use serde::Deserialize;
use sqlx::postgres::PgPoolOptions;
use sqlx::PgPool;
use tokio::sync::OnceCell;
use tracing::info;

/// Process-wide document-store pool. Initialized once from the credential
/// fetched on the first invocation; later credentials are ignored.
static POOL: OnceCell<PgPool> = OnceCell::const_new();

/// Credential blob stored in the secret store.
#[derive(Debug, Clone, Deserialize)]
pub struct DocumentStoreCredential {
    pub database_url: String,
    #[serde(default = "default_max_connections")]
    pub max_connections: u32,
}

fn default_max_connections() -> u32 {
    10
}

const SCHEMA: &[&str] = &[
    r#"
    CREATE TABLE IF NOT EXISTS documents (
        id          UUID PRIMARY KEY,
        collection  TEXT NOT NULL,
        data        JSONB NOT NULL,
        created_at  TIMESTAMPTZ NOT NULL DEFAULT now()
    )
    "#,
    "CREATE INDEX IF NOT EXISTS documents_collection_idx ON documents (collection, created_at)",
    // Closes the check-then-write race on the natural key.
    r#"
    CREATE UNIQUE INDEX IF NOT EXISTS documents_collection_name_key
        ON documents (collection, (data->>'name'))
        WHERE data ? 'name'
    "#,
];

/// Returns the shared pool, creating it (and the schema) on first use.
pub async fn ensure_initialized(credential: &DocumentStoreCredential) -> Result<PgPool, sqlx::Error> {
    let pool = POOL
        .get_or_try_init(|| async {
            info!("Connecting to PostgreSQL...");
            let pool = PgPoolOptions::new()
                .max_connections(credential.max_connections)
                .connect(&credential.database_url)
                .await?;
            for statement in SCHEMA {
                sqlx::query(statement).execute(&pool).await?;
            }
            info!("PostgreSQL connection pool established");
            Ok::<_, sqlx::Error>(pool)
        })
        .await?;
    Ok(pool.clone())
}

#[cfg(test)]
mod tests {
    use super::*;

    #[test]
    fn test_credential_defaults_pool_size() {
        let credential: DocumentStoreCredential =
            serde_json::from_str(r#"{"database_url":"postgres://localhost/kiln"}"#).unwrap();
        assert_eq!(credential.max_connections, 10);
    }

    #[test]
    fn test_credential_requires_database_url() {
        let result: Result<DocumentStoreCredential, _> =
            serde_json::from_str(r#"{"max_connections":4}"#);
        assert!(result.is_err());
    }
}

WHAT YOU NEED TO DO:
With "DocumentStoreCredential" as the word to match, copy each line of the records that has it.

SOLUTION TO THIS TASK:
pub struct DocumentStoreCredential {
pub async fn ensure_initialized(credential: &DocumentStoreCredential) -> Result<PgPool, sqlx::Error> {
        let credential: DocumentStoreCredential =
        let result: Result<DocumentStoreCredential, _> =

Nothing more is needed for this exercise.